:: TASK ITEM ::
Return every line of the listing below, unchanged, from its first line to the line holding "pub fn effective_shell(&self)", that line included.

* * * * * * * * *

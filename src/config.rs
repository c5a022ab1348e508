//! Task file (`stoke.toml`) loading and validation.

use serde::{Deserialize, Serialize};
use std::collections::BTreeMap;
use std::fs;
use std::path::{Path, PathBuf};
use std::time::Duration;

use crate::actions::{JsonVarAction, ShellAction, DEFAULT_SHELL};
use crate::core::{Composition, ErrorPolicy, Task, TaskId, TaskRegistry, Vars};
use crate::orchestration::{Orchestrator, RunOptions, WatchBinding, DEFAULT_DEBOUNCE_MS};
use crate::{slog_debug, Error, Result};

pub const TASK_FILE_NAME: &str = "stoke.toml";

/// `[settings]`: defaults for every run.
#[derive(Debug, Clone, Default, PartialEq, Eq, Serialize, Deserialize)]
#[serde(default, deny_unknown_fields)]
pub struct Settings {
    pub max_parallel: Option<usize>,
    pub continue_on_error: bool,
    pub fail_fast: bool,
    pub timeout_secs: Option<u64>,
    pub debounce_ms: Option<u64>,
    pub shell: Option<String>,
}

impl Settings {
    pub fn run_options(&self) -> RunOptions {
        let defaults = RunOptions::default();
        RunOptions {
            max_parallel: self.max_parallel.unwrap_or(defaults.max_parallel),
            continue_on_error: self.continue_on_error,
            fail_fast: self.fail_fast,
            default_timeout: self.timeout_secs.map(Duration::from_secs),
        }
    }

    pub fn debounce(&self) -> Duration {
        Duration::from_millis(self.debounce_ms.unwrap_or(DEFAULT_DEBOUNCE_MS))
    }

    pub fn effective_shell(&self) -> &str {
        self.shell.as_deref().unwrap_or(DEFAULT_SHELL)
    }
}

/// `run = "cmd"` or `run = ["cmd1", "cmd2"]`.
#[derive(Debug, Clone, PartialEq, Eq, Serialize, Deserialize)]
#[serde(untagged)]
pub enum Commands {
    One(String),
    Many(Vec<String>),
}

impl Commands {
    pub fn to_vec(&self) -> Vec<String> {
        match self {
            Commands::One(cmd) => vec![cmd.clone()],
            Commands::Many(cmds) => cmds.clone(),
        }
    }
}

/// `json_var = { file, pointer, var, prefix }`.
#[derive(Debug, Clone, PartialEq, Eq, Serialize, Deserialize)]
#[serde(deny_unknown_fields)]
pub struct JsonVarDef {
    pub file: String,
    pub pointer: String,
    pub var: String,
    #[serde(default)]
    pub prefix: String,
}

/// `[tasks.<id>]`.
#[derive(Debug, Clone, Default, PartialEq, Eq, Serialize, Deserialize)]
#[serde(default, deny_unknown_fields)]
pub struct TaskDef {
    pub description: Option<String>,
    pub deps: Vec<String>,
    pub mode: Composition,
    pub on_error: Option<ErrorPolicy>,
    pub timeout_secs: Option<u64>,
    pub run: Option<Commands>,
    pub cwd: Option<String>,
    pub capture: Option<String>,
    pub json_var: Option<JsonVarDef>,
}

/// `[[watch]]`.
#[derive(Debug, Clone, PartialEq, Eq, Serialize, Deserialize)]
#[serde(deny_unknown_fields)]
pub struct WatchDef {
    pub glob: String,
    pub tasks: Vec<String>,
}

#[derive(Debug, Default, Deserialize)]
#[serde(default, deny_unknown_fields)]
struct RawTaskFile {
    settings: Settings,
    vars: BTreeMap<String, String>,
    tasks: toml::Table,
    watch: Vec<WatchDef>,
}

/// A parsed and validated task file.
#[derive(Debug, Clone)]
pub struct TaskFile {
    /// Directory relative paths resolve against (the file's directory).
    pub base_dir: PathBuf,
    pub settings: Settings,
    pub vars: BTreeMap<String, String>,
    /// Task definitions in declaration order.
    pub tasks: Vec<(TaskId, TaskDef)>,
    pub watch: Vec<WatchDef>,
}

impl TaskFile {
    /// Find `stoke.toml` in `start` or the nearest ancestor.
    pub fn discover(start: &Path) -> Result<PathBuf> {
        slog_debug!("TaskFile::discover start={}", start.display());
        start
            .ancestors()
            .map(|dir| dir.join(TASK_FILE_NAME))
            .find(|candidate| candidate.is_file())
            .ok_or_else(|| Error::TaskFileNotFound {
                name: TASK_FILE_NAME.to_string(),
                start: start.display().to_string(),
            })
    }

    pub fn load(path: &Path) -> Result<Self> {
        slog_debug!("TaskFile::load path={}", path.display());
        let content = fs::read_to_string(path)?;
        let base_dir = match path.parent() {
            Some(dir) if !dir.as_os_str().is_empty() => dir.to_path_buf(),
            _ => PathBuf::from("."),
        };
        Self::parse(&content, base_dir)
    }

    /// Parse and validate task file content.
    pub fn parse(content: &str, base_dir: impl Into<PathBuf>) -> Result<Self> {
        let raw: RawTaskFile = toml::from_str(content)?;
        let mut tasks = Vec::with_capacity(raw.tasks.len());
        for (id, value) in raw.tasks {
            let def: TaskDef = value.try_into()?;
            tasks.push((TaskId::new(id), def));
        }
        let file = Self {
            base_dir: base_dir.into(),
            settings: raw.settings,
            vars: raw.vars,
            tasks,
            watch: raw.watch,
        };
        file.validate()?;
        slog_debug!(
            "TaskFile parsed: {} tasks, {} watch bindings",
            file.tasks.len(),
            file.watch.len()
        );
        Ok(file)
    }

    fn validate(&self) -> Result<()> {
        if self.settings.max_parallel == Some(0) {
            return Err(Error::Validation(
                "settings.max_parallel must be at least 1".to_string(),
            ));
        }
        for (id, def) in &self.tasks {
            if id.as_str().trim().is_empty() {
                return Err(Error::Validation("task ids must not be empty".to_string()));
            }
            if def.run.is_some() && def.json_var.is_some() {
                return Err(Error::Validation(format!(
                    "task {} sets both run and json_var",
                    id
                )));
            }
            if def.capture.is_some() && def.run.is_none() {
                return Err(Error::Validation(format!(
                    "task {} sets capture without run",
                    id
                )));
            }
            if matches!(&def.run, Some(cmds) if cmds.to_vec().is_empty()) {
                return Err(Error::Validation(format!("task {} has an empty run list", id)));
            }
            if def.timeout_secs == Some(0) {
                return Err(Error::Validation(format!(
                    "task {} has a zero timeout",
                    id
                )));
            }
        }
        for binding in &self.watch {
            glob::Pattern::new(&binding.glob)?;
            if binding.tasks.is_empty() {
                return Err(Error::Validation(format!(
                    "watch binding {} names no tasks",
                    binding.glob
                )));
            }
            for task in &binding.tasks {
                if !self.tasks.iter().any(|(id, _)| id.as_str() == task) {
                    return Err(Error::UnknownTask(TaskId::new(task.as_str())));
                }
            }
        }
        Ok(())
    }

    fn resolve_path(&self, path: &str) -> PathBuf {
        let path = expand_tilde(path);
        if path.is_absolute() {
            path
        } else {
            self.base_dir.join(path)
        }
    }

    fn build_task(&self, id: &TaskId, def: &TaskDef) -> Task {
        let mut task = Task::new(id.clone())
            .with_deps(def.deps.iter().map(String::as_str))
            .with_mode(def.mode);
        if let Some(description) = &def.description {
            task = task.with_description(description.clone());
        }
        if let Some(secs) = def.timeout_secs {
            task = task.with_timeout(Duration::from_secs(secs));
        }
        if let Some(policy) = def.on_error {
            task = task.with_error_policy(policy);
        }

        if let Some(commands) = &def.run {
            let cwd = match &def.cwd {
                Some(cwd) => self.resolve_path(cwd),
                None => self.base_dir.clone(),
            };
            let mut action =
                ShellAction::with_shell(self.settings.effective_shell(), commands.to_vec())
                    .with_cwd(cwd);
            if let Some(var) = &def.capture {
                action = action.with_capture(var.clone());
            }
            task = task.with_action(action);
        } else if let Some(json) = &def.json_var {
            let action = JsonVarAction::new(self.resolve_path(&json.file), &json.pointer, &json.var)
                .with_prefix(json.prefix.clone());
            task = task.with_action(action);
        }
        task
    }

    /// Register every task in declaration order.
    pub fn build_registry(&self) -> Result<TaskRegistry> {
        let mut registry = TaskRegistry::new();
        for (id, def) in &self.tasks {
            registry.register(self.build_task(id, def))?;
        }
        Ok(registry)
    }

    pub fn initial_vars(&self) -> Vars {
        self.vars.iter().map(|(k, v)| (k.as_str(), v.as_str())).collect()
    }

    pub fn watch_bindings(&self) -> Result<Vec<WatchBinding>> {
        self.watch
            .iter()
            .map(|def| WatchBinding::new(&def.glob, def.tasks.iter().map(String::as_str)))
            .collect()
    }

    /// Orchestrator over this file's tasks, settings and variables.
    pub fn orchestrator(&self) -> Result<Orchestrator> {
        Ok(Orchestrator::new(self.build_registry()?)
            .with_options(self.settings.run_options())
            .with_vars(self.initial_vars()))
    }
}

fn expand_tilde(path: &str) -> PathBuf {
    if let Some(rest) = path.strip_prefix("~/") {
        if let Some(home) = dirs::home_dir() {
            return home.join(rest);
        }
    }
    PathBuf::from(path)
}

* * * * * * * * *

:: ANSWER TO THIS TASK ::
filename src/config.rs
repository c5a022ab1348e508
//! Task file (`stoke.toml`) loading and validation.

use serde::{Deserialize, Serialize};
use std::collections::BTreeMap;
use std::fs;
use std::path::{Path, PathBuf};
use std::time::Duration;

use crate::actions::{JsonVarAction, ShellAction, DEFAULT_SHELL};
use crate::core::{Composition, ErrorPolicy, Task, TaskId, TaskRegistry, Vars};
use crate::orchestration::{Orchestrator, RunOptions, WatchBinding, DEFAULT_DEBOUNCE_MS};
use crate::{slog_debug, Error, Result};

pub const TASK_FILE_NAME: &str = "stoke.toml";

/// `[settings]`: defaults for every run.
#[derive(Debug, Clone, Default, PartialEq, Eq, Serialize, Deserialize)]
#[serde(default, deny_unknown_fields)]
pub struct Settings {
    pub max_parallel: Option<usize>,
    pub continue_on_error: bool,
    pub fail_fast: bool,
    pub timeout_secs: Option<u64>,
    pub debounce_ms: Option<u64>,
    pub shell: Option<String>,
}

impl Settings {
    pub fn run_options(&self) -> RunOptions {
        let defaults = RunOptions::default();
        RunOptions {
            max_parallel: self.max_parallel.unwrap_or(defaults.max_parallel),
            continue_on_error: self.continue_on_error,
            fail_fast: self.fail_fast,
            default_timeout: self.timeout_secs.map(Duration::from_secs),
        }
    }

    pub fn debounce(&self) -> Duration {
        Duration::from_millis(self.debounce_ms.unwrap_or(DEFAULT_DEBOUNCE_MS))
    }

    pub fn effective_shell(&self) -> &str {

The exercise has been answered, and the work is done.